[Data entries]
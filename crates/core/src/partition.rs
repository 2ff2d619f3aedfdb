//! Train/test partitioning
//!
//! Shuffles with a uniform Fisher–Yates permutation and cuts at
//! `floor(len * ratio)`.

use rand::rngs::StdRng;
use rand::seq::SliceRandom;
use rand::{Rng, SeedableRng};

use crate::config::DEFAULT_SPLIT_RATIO;
use crate::errors::{PipelineError, Result};

/// Disjoint training and held-out subsets
#[derive(Debug, Clone, PartialEq)]
pub struct Partition<T> {
    pub train: Vec<T>,
    pub test: Vec<T>,
}

impl<T> Partition<T> {
    pub fn len(&self) -> usize {
        self.train.len() + self.test.len()
    }

    pub fn is_empty(&self) -> bool {
        self.train.is_empty() && self.test.is_empty()
    }
}

/// Random splitter with a fixed training ratio
#[derive(Debug, Clone, Copy)]
pub struct Partitioner {
    ratio: f64,
}

impl Default for Partitioner {
    fn default() -> Self {
        Self {
            ratio: DEFAULT_SPLIT_RATIO,
        }
    }
}

impl Partitioner {
    /// `ratio` is the training share and must lie in `(0, 1]`.
    pub fn new(ratio: f64) -> Result<Self> {
        if !(ratio > 0.0 && ratio <= 1.0) {
            return Err(PipelineError::InvalidConfig(format!(
                "split ratio {} must lie in (0, 1]",
                ratio
            )));
        }
        Ok(Self { ratio })
    }

    /// Index of the first test element after shuffling
    pub fn boundary(&self, len: usize) -> usize {
        ((len as f64 * self.ratio).floor() as usize).min(len)
    }

    /// Shuffle `items` with `rng` and split them.
    pub fn split<T, R: Rng + ?Sized>(&self, mut items: Vec<T>, rng: &mut R) -> Partition<T> {
        items.shuffle(rng);
        let test = items.split_off(self.boundary(items.len()));
        Partition { train: items, test }
    }

    /// Split with a reproducible generator when `seed` is given, OS entropy otherwise.
    pub fn split_seeded<T>(&self, items: Vec<T>, seed: Option<u64>) -> Partition<T> {
        let mut rng = match seed {
            Some(seed) => StdRng::seed_from_u64(seed),
            None => StdRng::from_entropy(),
        };
        self.split(items, &mut rng)
    }
}
//! Contract with the external learning component
//!
//! The pipeline hands the training set to a [`Learner`] and treats the returned
//! [`Model`] as an opaque prediction function. Diagnostic text and node counts
//! are passed through to the report without interpretation.

use anyhow::Result;
use serde::{Deserialize, Serialize};

use crate::encoder::EncodedRecord;

/// Iteration-count knobs forwarded to the learner.
///
/// A learner may normalize these during training; the values it leaves behind
/// are the ones echoed in the run report.
#[derive(Debug, Clone, Copy, PartialEq, Eq, Serialize, Deserialize)]
#[serde(default)]
pub struct TrainingParams {
    pub backpropagation_iterations: u64,
    pub information_gain_train_iterations: u64,
    pub lazy_train_inner_train_iterations: u64,
    pub lazy_train_maximum_tries: u64,
}

impl Default for TrainingParams {
    fn default() -> Self {
        Self::from_multipliers(1, 1)
    }
}

impl TrainingParams {
    /// Derive the knobs from the launcher's `j` (lazy training) and `k`
    /// (backpropagation) multipliers.
    pub fn from_multipliers(j: u64, k: u64) -> Self {
        let j2 = j.saturating_mul(j);
        Self {
            backpropagation_iterations: k.saturating_mul(k),
            information_gain_train_iterations: j2.saturating_mul(10),
            lazy_train_inner_train_iterations: j2,
            lazy_train_maximum_tries: j2,
        }
    }
}

/// A trained, read-only prediction function
pub trait Model {
    /// Continuous output for one encoded input vector
    fn predict(&self, input: &[f64]) -> f64;

    /// Human-readable structure, if the learner provides one
    fn structure(&self) -> Option<String> {
        None
    }

    /// Number of units or nodes, if the learner provides one
    fn node_count(&self) -> Option<usize> {
        None
    }
}

/// Black-box training step
pub trait Learner {
    type Model: Model;

    /// Fit a model to `training`. `params` may be rewritten to reflect the
    /// values actually used.
    fn train(&mut self, training: &[EncodedRecord], params: &mut TrainingParams)
        -> Result<Self::Model>;
}

impl<M: Model + ?Sized> Model for Box<M> {
    fn predict(&self, input: &[f64]) -> f64 {
        (**self).predict(input)
    }

    fn structure(&self) -> Option<String> {
        (**self).structure()
    }

    fn node_count(&self) -> Option<usize> {
        (**self).node_count()
    }
}
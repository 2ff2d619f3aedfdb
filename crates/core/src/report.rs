//! Run report
//!
//! Accuracy summary, parameter echo and the per-record CSV listing.

use serde::{Deserialize, Serialize};
use std::io::Write;

use crate::errors::{PipelineError, Result};
use crate::evaluation::{Accuracy, EvaluationResult};
use crate::learner::TrainingParams;

/// Header line of the per-record listing
pub const RESULTS_CSV_HEADER: &str = "outputAccurate,outputDenormalized,expected";

#[derive(Debug, Clone, PartialEq, Serialize, Deserialize)]
pub struct RunReport {
    pub problem_number: u32,
    /// Parameters as the learner left them
    pub params: TrainingParams,
    pub structure: Option<String>,
    pub node_count: Option<usize>,
    pub train_size: usize,
    pub feature_width: usize,
    pub accuracy: Accuracy,
    pub results: Vec<EvaluationResult>,
}

impl RunReport {
    /// Overall accuracy in `[0, 1]`
    pub fn accuracy(&self) -> f64 {
        self.accuracy.value()
    }

    /// Human-readable summary lines, one fact per line
    pub fn summary_lines(&self) -> Vec<String> {
        let mut lines = vec![
            format!("Testing finished: problem {}", self.problem_number),
            format!(
                "backpropagationIterations: {}",
                self.params.backpropagation_iterations
            ),
            format!(
                "informationGainTrainIterations: {}",
                self.params.information_gain_train_iterations
            ),
            format!(
                "lazyTrainInnerTrainIterations: {}",
                self.params.lazy_train_inner_train_iterations
            ),
            format!(
                "lazyTrainMaximumTries: {}",
                self.params.lazy_train_maximum_tries
            ),
        ];

        if let Some(structure) = &self.structure {
            lines.push(format!("Network structure: {}", structure));
        }
        if let Some(nodes) = self.node_count {
            lines.push(format!("Network nodes number: {}", nodes));
        }

        lines.push(format!("Network accuracy: {}", self.accuracy()));
        lines.push(format!("Number of results: {}", self.results.len()));
        lines
    }

    /// Write the header and one `raw,thresholded,expected` line per test record.
    pub fn write_results_csv<W: Write>(&self, mut out: W) -> Result<()> {
        writeln!(out, "{}", RESULTS_CSV_HEADER)?;
        for result in &self.results {
            writeln!(
                out,
                "{},{},{}",
                result.raw_output, result.thresholded_output, result.expected
            )?;
        }
        out.flush()?;
        Ok(())
    }

    pub fn to_json_pretty(&self) -> Result<String> {
        serde_json::to_string_pretty(self).map_err(|e| PipelineError::Report(e.to_string()))
    }
}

WHAT IS REQUIRED >>
Using the entries above, restate word for word every line from the one that contains "self.params.lazy_train_maximum_tries" through the last.

RESPONSE >>
                self.params.lazy_train_maximum_tries
            ),
        ];

        if let Some(structure) = &self.structure {
            lines.push(format!("Network structure: {}", structure));
        }
        if let Some(nodes) = self.node_count {
            lines.push(format!("Network nodes number: {}", nodes));
        }

        lines.push(format!("Network accuracy: {}", self.accuracy()));
        lines.push(format!("Number of results: {}", self.results.len()));
        lines
    }

    /// Write the header and one `raw,thresholded,expected` line per test record.
    pub fn write_results_csv<W: Write>(&self, mut out: W) -> Result<()> {
        writeln!(out, "{}", RESULTS_CSV_HEADER)?;
        for result in &self.results {
            writeln!(
                out,
                "{},{},{}",
                result.raw_output, result.thresholded_output, result.expected
            )?;
        }
        out.flush()?;
        Ok(())
    }

    pub fn to_json_pretty(&self) -> Result<String> {
        serde_json::to_string_pretty(self).map_err(|e| PipelineError::Report(e.to_string()))
    }
}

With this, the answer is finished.